Her way is perhaps more filmic. Certainly more imaginative. My way is very cost-conscious and practical. I think the right thing is probably somewhere in the middle. Don’t be daft with characters but don’t limit yourself either.

With her approach, I’d argue that the characters are so many that they must remain ciphers. But with my approach, you know every character is extremely important. If they appear to pop into a scene and vanish again, you know dollars to doughnuts that they’re coming back later. I don’t like this in me.

But let me tell you a Doctor Who story. There’s a character in the last one I wrote, Wirrn Isle, called Dare. In the first draft, she was the best character you never saw. She was so vivid that you reached the end of the draft script and were certain that she’d been in it. Yet she hadn’t.

Dare – a quick aside; the names in Wirrn Isle were all generational things, it was a whole socio-economic thing, I can bore you on demand – and where was I? Dare. Dare was a throwaway line, she was a character who ran something or other and had said this or that. I can’t remember now but whatever it was, it began as an unimportant aside. And it just grew and grew in the not-telling.

Alan Barnes at Big Finish read this and pointed out that Dare was a little bit too interesting to not even feature in the drama. Between him and Dare herself, I was convinced. She boomed into the second draft and became not just important, but one of my favourites of my own characters.

Partly for this reason. There’s a little exchange in Wirrn Isle and I liked it so much on hearing the final audio that I wondered whether I’d written it or if it had been an edit. I so wanted it to be mine that I wouldn’t look up the script, just in case. But even if I can lie to myself, I can’t lie to you. So just in order to give you the right credit, I have now read the draft script.

And the line is mine.

I love you.

It’s just this: Dare’s boss asks her how she can possibly be so stupid as to believe a particular thing and she replies:

DARE: I started with the evidence and worked backwards, sir.

Call me daft, but I like that line (of mine) and actor Helen Goldwyn delivered it just so. But here’s a thing. I’ve never met Helen Goldwyn. I actually had no clue what she even looked like until right now, at this point in this sentence, when I broke off to go find a photo for us.

Now that I have, I also see that she has credits as long as you like, both for acting and writing.
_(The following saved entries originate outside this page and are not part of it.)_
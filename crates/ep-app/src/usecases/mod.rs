//! Provisioning use cases.
//!
//! Each step is its own use case so it can be exercised in isolation;
//! [`ReconciliationController`] decides which of them run on an invocation.

pub mod credential_provisioner;
pub mod package_installer;
pub mod port_reconciler;
pub mod reconcile;
pub mod service_account;
pub mod unit_configurer;

pub use credential_provisioner::ProvisionCredentials;
pub use package_installer::InstallFromPackage;
pub use port_reconciler::{PortChange, ReconcilePorts};
pub use reconcile::{
    BlockReason, ConfigureError, ConfigureOutcome, InstallError, InstallOutcome,
    ReconciliationController, SkipReason,
};
pub use service_account::EnsureServiceAccount;
pub use unit_configurer::{EnsureServiceUnit, UnitOutcome};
I’m not sure how I can be daunted after the fact, but I am.

The reason I didn’t meet her, though, is because I was doing this thing that meant I could only get to one of the studio days for Wirrn Isle. As a writer, I don’t have to think about who gets booked to do what role when: that’s the producer and the director. I know David Richardson cast at least most of Wirrn Isle because I thanked him for it on my studio day: this whole set of actors were terrific and made me sound great.

Nonetheless, I’ve got a point lurking here somewhere and it is this. Even though I didn’t have to think about whose scenes could be recorded on which day, I did have to think about how many people I used. How many characters in total.
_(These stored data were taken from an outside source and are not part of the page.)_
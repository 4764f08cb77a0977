//! Shared types for Fast Templater.

use serde::{Deserialize, Serialize};
use std::fmt;

/// A frontmatter record. `serde_yaml::Mapping` keeps insertion order, which
/// the merge engine relies on for deterministic output.
pub type Frontmatter = serde_yaml::Mapping;

/// Frontmatter key that binds a template to one or more presets. It is
/// bookkeeping only and never written into a note.
pub const RESERVED_CONFIG_KEY: &str = "fast-templater-config";

/// The kind of input a preset field collects.
#[derive(Debug, Clone, Copy, PartialEq, Eq, Hash, Serialize, Deserialize)]
#[serde(rename_all = "kebab-case")]
pub enum FieldType {
    Text,
    Select,
    Date,
    MultiSelect,
}

impl FieldType {
    /// All supported field types.
    pub const ALL: [FieldType; 4] = [
        FieldType::Text,
        FieldType::Select,
        FieldType::Date,
        FieldType::MultiSelect,
    ];

    /// Parse the persisted representation (`text`, `select`, `date`, `multi-select`).
    pub fn parse(s: &str) -> Option<Self> {
        match s {
            "text" => Some(FieldType::Text),
            "select" => Some(FieldType::Select),
            "date" => Some(FieldType::Date),
            "multi-select" => Some(FieldType::MultiSelect),
            _ => None,
        }
    }

    pub fn as_str(self) -> &'static str {
        match self {
            FieldType::Text => "text",
            FieldType::Select => "select",
            FieldType::Date => "date",
            FieldType::MultiSelect => "multi-select",
        }
    }

    /// Whether fields of this type need a non-empty option list.
    pub fn requires_options(self) -> bool {
        matches!(self, FieldType::Select | FieldType::MultiSelect)
    }
}

impl fmt::Display for FieldType {
    fn fmt(&self, f: &mut fmt::Formatter<'_>) -> fmt::Result {
        f.write_str(self.as_str())
    }
}

fn is_false(value: &bool) -> bool {
    !*value
}

/// A single typed field of a preset.
#[derive(Debug, Clone, PartialEq, Eq, Serialize, Deserialize)]
#[serde(rename_all = "camelCase")]
pub struct FrontmatterField {
    /// Frontmatter key written into the note.
    pub key: String,

    #[serde(rename = "type")]
    pub field_type: FieldType,

    /// Display name.
    pub label: String,

    /// Default value. May be empty, or a macro expression such as `<% tp.date.now() %>`.
    #[serde(default)]
    pub default: String,

    /// Choices for select and multi-select fields.
    #[serde(default, skip_serializing_if = "Vec::is_empty")]
    pub options: Vec<String>,

    /// Date fields only: the default is a generated timestamp expression and
    /// the input is read-only.
    #[serde(default, skip_serializing_if = "is_false")]
    pub use_templater_timestamp: bool,
}

impl FrontmatterField {
    /// Create a plain field with no default and no options.
    pub fn new(key: impl Into<String>, field_type: FieldType, label: impl Into<String>) -> Self {
        Self {
            key: key.into(),
            field_type,
            label: label.into(),
            default: String::new(),
            options: Vec::new(),
            use_templater_timestamp: false,
        }
    }

    pub fn with_default(mut self, default: impl Into<String>) -> Self {
        self.default = default.into();
        self
    }

    pub fn with_options<I, S>(mut self, options: I) -> Self
    where
        I: IntoIterator<Item = S>,
        S: Into<String>,
    {
        self.options = options.into_iter().map(Into::into).collect();
        self
    }

    pub fn with_templater_timestamp(mut self) -> Self {
        self.use_templater_timestamp = true;
        self
    }

    /// True for date fields whose value is a macro expression rather than a date.
    pub fn is_timestamp(&self) -> bool {
        self.field_type == FieldType::Date && self.use_templater_timestamp
    }
}

/// A named, reusable schema of frontmatter fields.
#[derive(Debug, Clone, PartialEq, Eq, Serialize, Deserialize)]
pub struct FrontmatterPreset {
    pub id: String,
    pub name: String,
    pub fields: Vec<FrontmatterField>,
    #[serde(default, skip_serializing_if = "Option::is_none")]
    pub description: Option<String>,
}

impl FrontmatterPreset {
    /// Field keys in declaration order.
    pub fn keys(&self) -> impl Iterator<Item = &str> {
        self.fields.iter().map(|f| f.key.as_str())
    }
}

/// Read-only snapshot of a template file.
#[derive(Debug, Clone, PartialEq, Eq, Serialize, Deserialize)]
pub struct Template {
    /// Vault-relative path, used as the identifier.
    pub id: String,
    /// File stem.
    pub name: String,
    pub path: String,
    pub content: String,
}

impl Template {
    pub fn new(path: impl Into<String>, content: impl Into<String>) -> Self {
        let path = path.into();
        let name = std::path::Path::new(&path)
            .file_stem()
            .and_then(|s| s.to_str())
            .unwrap_or("")
            .to_string();
        Self {
            id: path.clone(),
            name,
            path,
            content: content.into(),
        }
    }
}

/// A 0-based line reference.
#[derive(Debug, Clone, Copy, PartialEq, Eq, Serialize, Deserialize)]
pub struct LinePosition {
    pub line: usize,
}

/// Line span of a frontmatter block, from the opening to the closing `---`.
#[derive(Debug, Clone, Copy, PartialEq, Eq, Serialize, Deserialize)]
pub struct Position {
    pub start: LinePosition,
    pub end: LinePosition,
}

/// Result of splitting a document into frontmatter and body.
#[derive(Debug, Clone, PartialEq, Serialize)]
pub struct ParsedFrontmatter {
    pub frontmatter: Frontmatter,
    pub body: String,
    /// `None` when the document has no frontmatter block.
    pub position: Option<Position>,
}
Of course there’s a budget issue: I don’t know the figures for Wirrn Isle but no radio production can keep adding actors on a whim. But budget is just one of many practical concerns with characters: I only had two hours of story and I have to juggle so that everybody always had something to do. In radio, especially, if a character doesn’t speak for a page or two, they are effectively gone. Vanished from the listeners’ mind.
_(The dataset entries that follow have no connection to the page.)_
//! Macro-expansion capability (Templater integration).
//!
//! Expansion is optional. When the expander is unavailable or fails, the
//! template's literal text is used instead and the insertion carries on.

use crate::error::{Result, TemplaterError};
use crate::types::Template;
use std::io::Write;
use std::path::PathBuf;
use std::process::{Command, Stdio};
use tracing::{debug, warn};

/// Something that can expand `<% ... %>` expressions in a template.
pub trait MacroExpander {
    fn is_available(&self) -> bool;

    fn process_template(&self, template: &Template) -> Result<String>;
}

/// The expander used when the integration is turned off or not installed.
#[derive(Debug, Clone, Copy, Default)]
pub struct Disabled;

impl MacroExpander for Disabled {
    fn is_available(&self) -> bool {
        false
    }

    fn process_template(&self, _template: &Template) -> Result<String> {
        Err(TemplaterError::Expansion("macro expansion is disabled".into()))
    }
}

/// Runs an external program that reads the template on stdin and writes the
/// expanded text to stdout. The template path is passed in
/// `FAST_TEMPLATER_TEMPLATE_PATH`.
#[derive(Debug, Clone)]
pub struct CommandExpander {
    program: PathBuf,
    args: Vec<String>,
}

impl CommandExpander {
    pub fn new(program: impl Into<PathBuf>, args: Vec<String>) -> Self {
        Self {
            program: program.into(),
            args,
        }
    }

    /// Build from a command line such as `"templater-cli --strict"`.
    pub fn from_command_line(command: &str) -> Option<Self> {
        let mut parts = command.split_whitespace();
        let program = parts.next()?;
        Some(Self::new(program, parts.map(str::to_string).collect()))
    }

    fn resolve_program(&self) -> Option<PathBuf> {
        if self.program.components().count() > 1 {
            return self.program.is_file().then(|| self.program.clone());
        }
        let paths = std::env::var_os("PATH")?;
        std::env::split_paths(&paths)
            .map(|dir| dir.join(&self.program))
            .find(|candidate| candidate.is_file())
    }
}

impl MacroExpander for CommandExpander {
    fn is_available(&self) -> bool {
        self.resolve_program().is_some()
    }

    fn process_template(&self, template: &Template) -> Result<String> {
        let mut child = Command::new(&self.program)
            .args(&self.args)
            .env("FAST_TEMPLATER_TEMPLATE_PATH", &template.path)
            .stdin(Stdio::piped())
            .stdout(Stdio::piped())
            .stderr(Stdio::piped())
            .spawn()
            .map_err(|e| {
                TemplaterError::Expansion(format!("failed to start {}: {}", self.program.display(), e))
            })?;

        // The child may fill stdout before it has read all of stdin.
        let writer = child.stdin.take().map(|mut stdin| {
            let content = template.content.clone();
            std::thread::spawn(move || stdin.write_all(content.as_bytes()))
        });

        let output = child.wait_with_output()?;
        if let Some(handle) = writer {
            match handle.join() {
                Ok(Ok(())) => {}
                Ok(Err(e)) => debug!(error = %e, "expander closed stdin early"),
                Err(_) => return Err(TemplaterError::Expansion("stdin writer panicked".into())),
            }
        }

        if !output.status.success() {
            return Err(TemplaterError::Expansion(format!(
                "{} exited with {}: {}",
                self.program.display(),
                output.status,
                String::from_utf8_lossy(&output.stderr).trim()
            )));
        }
        String::from_utf8(output.stdout)
            .map_err(|e| TemplaterError::Expansion(format!("output is not UTF-8: {}", e)))
    }
}

/// Expand a template, falling back to its literal content.
///
/// Returns the text and whether expansion actually happened.
pub fn expand_or_literal(expander: &dyn MacroExpander, template: &Template) -> (String, bool) {
    if !expander.is_available() {
        debug!(template = %template.path, "macro expansion unavailable, using literal template");
        return (template.content.clone(), false);
    }
    match expander.process_template(template) {
        Ok(expanded) => (expanded, true),
        Err(e) => {
            warn!(template = %template.path, error = %e, "macro expansion failed, using literal template");
            (template.content.clone(), false)
        }
    }
}

/// The expression stored as the default of a timestamp date field.
pub fn timestamp_expression(date_format: &str) -> String {
    format!("<% tp.date.now(\"{}\") %>", date_format)
}

#[cfg(test)]
mod tests {
    use super::*;
    use std::cell::Cell;

    struct Failing {
        calls: Cell<usize>,
    }

    impl MacroExpander for Failing {
        fn is_available(&self) -> bool {
            true
        }

        fn process_template(&self, _template: &Template) -> Result<String> {
            self.calls.set(self.calls.get() + 1);
            Err(TemplaterError::Expansion("boom".into()))
        }
    }

    struct Upper;

    impl MacroExpander for Upper {
        fn is_available(&self) -> bool {
            true
        }

        fn process_template(&self, template: &Template) -> Result<String> {
            Ok(template.content.to_uppercase())
        }
    }

    #[test]
    fn test_disabled_uses_literal() {
        let template = Template::new("T.md", "<% tp.file.title %>");
        assert_eq!(
            expand_or_literal(&Disabled, &template),
            ("<% tp.file.title %>".to_string(), false)
        );
    }

    #[test]
    fn test_failure_falls_back() {
        let template = Template::new("T.md", "literal");
        let failing = Failing { calls: Cell::new(0) };
        assert_eq!(expand_or_literal(&failing, &template), ("literal".to_string(), false));
        assert_eq!(failing.calls.get(), 1);
    }

    #[test]
    fn test_success_is_used() {
        let template = Template::new("T.md", "abc");
        assert_eq!(expand_or_literal(&Upper, &template), ("ABC".to_string(), true));
    }

    #[test]
    fn test_missing_command_is_unavailable() {
        let expander = CommandExpander::from_command_line("definitely-not-a-real-expander-binary").unwrap();
        assert!(!expander.is_available());
        assert!(CommandExpander::from_command_line("   ").is_none());
    }

    #[test]
    fn test_timestamp_expression() {
        assert_eq!(timestamp_expression("YYYY-MM-DD"), "<% tp.date.now(\"YYYY-MM-DD\") %>");
    }
}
Which happens to fit my natural approach of writing as few characters as conceivably possible.

Characters are a right bugger to create. You come up with one and the next thing you know, you have to create another one just so the first has someone to talk to. Bastards.

If the Birmingham Rep gives Angela any insights into character, I will steal them for myself and never tell you. It’s not personal.

It’s in my character.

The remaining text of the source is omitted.